I turned my calendar page to October and read the quote:
The person attempting to travel two roads at once will get nowhere.
This was not what I wanted to hear. I preferred the story of Joseph and his multi-colored robe, for the threads that weave through each of my days are many and varied, yet part of the same cloth. Switching the metaphor from thread to road, the roads that I walk are sometimes parallel, sometimes crossing, sometimes diverging but, I believe, eventually all arrive at the same place.
So as the month begins, I’m putting the finishing touches on publishing a book titled Orff Schulwerk in Diverse Cultures: An Idea That Went Round the World. It is a collection of articles by some 75 Orff teachers, almost of all of whom I know, representing some 25 countries, all of which I have taught Orff Courses in. Meanwhile, I’m still trying to attract a larger publisher’s interest in my new book recently retitled Jazz, Joy & Justice: The Stories Every American Needs to Know while writing a new one, Round the World and Back Again—a memoir of a year-long trip around the world in 1978-79.

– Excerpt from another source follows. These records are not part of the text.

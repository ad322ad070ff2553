use core::fmt;
use core::ops::{Add, AddAssign};

/// Absolute storage address.
///
/// A thin wrapper around a `u64` that denotes a location in real storage.
/// Arithmetic that could leave the 64-bit address space is only available in
/// checked form, except for the `Add` impls which panic on overflow in debug
/// builds like any other integer addition.
///
/// ### Examples
/// ```rust
/// # use kernel_memory_addresses::*;
/// let pa = PhysicalAddress::new(0x10_0000);
/// assert!(pa.is_aligned(0x1000));
/// assert_eq!(pa.checked_add(0xf_ffff).map(PhysicalAddress::as_u64), Some(0x1f_ffff));
/// ```
#[repr(transparent)]
#[derive(Copy, Clone, Default, Eq, PartialEq, Ord, PartialOrd, Hash)]
pub struct PhysicalAddress(u64);

impl PhysicalAddress {
    #[inline]
    #[must_use]
    pub const fn zero() -> Self {
        Self::new(0)
    }

    #[inline]
    #[must_use]
    pub const fn new(v: u64) -> Self {
        Self(v)
    }

    /// Address of a pointer; meaningful as long as storage is identity-mapped.
    #[inline]
    #[must_use]
    pub fn from_ptr<T>(ptr: *const T) -> Self {
        Self(ptr.expose_provenance() as u64)
    }

    #[inline]
    #[must_use]
    pub const fn as_u64(self) -> u64 {
        self.0
    }

    /// Pointer to this address; meaningful as long as storage is identity-mapped.
    #[inline]
    #[must_use]
    #[allow(clippy::cast_possible_truncation)]
    pub fn as_mut_ptr<T>(self) -> *mut T {
        core::ptr::with_exposed_provenance_mut(self.0 as usize)
    }

    /// Whether the address is a multiple of `align` (a power of two).
    #[inline]
    #[must_use]
    pub const fn is_aligned(self, align: u64) -> bool {
        debug_assert!(align.is_power_of_two());
        self.0 & (align - 1) == 0
    }

    /// Round up to the next multiple of `align` (a power of two).
    ///
    /// Returns `None` if the result does not fit into 64 bits.
    #[inline]
    #[must_use]
    pub const fn align_up(self, align: u64) -> Option<Self> {
        debug_assert!(align.is_power_of_two());
        match self.0.checked_add(align - 1) {
            Some(v) => Some(Self(v & !(align - 1))),
            None => None,
        }
    }

    #[inline]
    #[must_use]
    pub const fn checked_add(self, bytes: u64) -> Option<Self> {
        match self.0.checked_add(bytes) {
            Some(v) => Some(Self(v)),
            None => None,
        }
    }

    /// Number of bytes from `self` up to (excluding) `end`.
    ///
    /// Returns `None` if `end` lies below `self`.
    #[inline]
    #[must_use]
    pub const fn bytes_until(self, end: Self) -> Option<u64> {
        end.0.checked_sub(self.0)
    }
}

impl fmt::Debug for PhysicalAddress {
    fn fmt(&self, f: &mut fmt::Formatter<'_>) -> fmt::Result {
        write!(f, "PA(0x{:016X})", self.as_u64())
    }
}

impl fmt::Display for PhysicalAddress {
    fn fmt(&self, f: &mut fmt::Formatter<'_>) -> fmt::Result {
        write!(f, "0x{:016X}", self.as_u64())
    }
}

impl From<u64> for PhysicalAddress {
    #[inline]
    fn from(v: u64) -> Self {
        Self::new(v)
    }
}

impl From<PhysicalAddress> for u64 {
    #[inline]
    fn from(a: PhysicalAddress) -> Self {
        a.as_u64()
    }
}

impl Add<u64> for PhysicalAddress {
    type Output = Self;
    #[inline]
    fn add(self, rhs: u64) -> Self::Output {
        Self(self.0 + rhs)
    }
}

impl AddAssign<u64> for PhysicalAddress {
    #[inline]
    fn add_assign(&mut self, rhs: u64) {
        self.0 += rhs;
    }
}

#[cfg(test)]
mod tests {
    use super::*;

    #[test]
    fn align_up_rounds_to_next_boundary() {
        let page = PhysicalAddress::new(0x2000);
        assert_eq!(PhysicalAddress::new(0x1001).align_up(0x1000), Some(page));
        assert_eq!(page.align_up(0x1000), Some(page));
        assert_eq!(PhysicalAddress::new(0).align_up(32), Some(PhysicalAddress::zero()));
    }

    #[test]
    fn align_up_reports_overflow() {
        assert_eq!(PhysicalAddress::new(u64::MAX - 3).align_up(16), None);
    }

    #[test]
    fn bytes_until_is_directional() {
        let a = PhysicalAddress::new(0x1000);
        let b = PhysicalAddress::new(0x3000);
        assert_eq!(a.bytes_until(b), Some(0x2000));
        assert_eq!(b.bytes_until(a), None);
        assert_eq!(a.bytes_until(a), Some(0));
    }

    #[test]
    fn checked_add_stops_at_top_of_address_space() {
        assert_eq!(PhysicalAddress::new(u64::MAX).checked_add(1), None);
        assert_eq!(
            PhysicalAddress::new(1 << 20).checked_add((1 << 20) - 1),
            Some(PhysicalAddress::new((2 << 20) - 1))
        );
    }

    #[test]
    fn formats_like_a_register_dump() {
        let pa = PhysicalAddress::new(0x0010_0000);
        assert_eq!(format!("{pa}"), "0x0000000000100000");
        assert_eq!(format!("{pa:?}"), "PA(0x0000000000100000)");
    }
}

Putting on my still-working-on-being-a-jazz-pianist hat, I have a concert mid-October with my group The Pentatonics and am booked each Friday to play at the Jewish Home for the Aged. Another neighborhood sing is on my calendar and I’m thinking about reviving the online Alum Sing with a Halloween song theme.
The teaching hat still fits me well and plenty of opportunities to wear it this month. Zoom courses for Rome, Massachusetts, Finland and a live three-day class in Oklahoma. Alongside my Monday night online classes with the Jazz and Justice theme. I have an interview soon with SF State about joining their Olli Lifelong-learning course offerings and followed a lead about teaching university classes at UC Santa Cruz.
So here I am attempting to walk not two roads, but three at once—writer, musician, teacher. My calendar quote tells me I’ll get nowhere, but on a deep level, maybe that’s the point. There’s nowhere to get to. I’m not walking the road to arrive at a specific place, be it counted in terms of fame, fortune or spiritual enlightenment. I’m walking for the sheer pleasure that each road affords me, the sense of arrival in each step while also feeling the beckoning horizon just out of reach.
Finally, it may just be that the apparent three roads are actually one road, different sections of the same path. And whether it's one or two or three, I've taken the journey that "has made all the difference."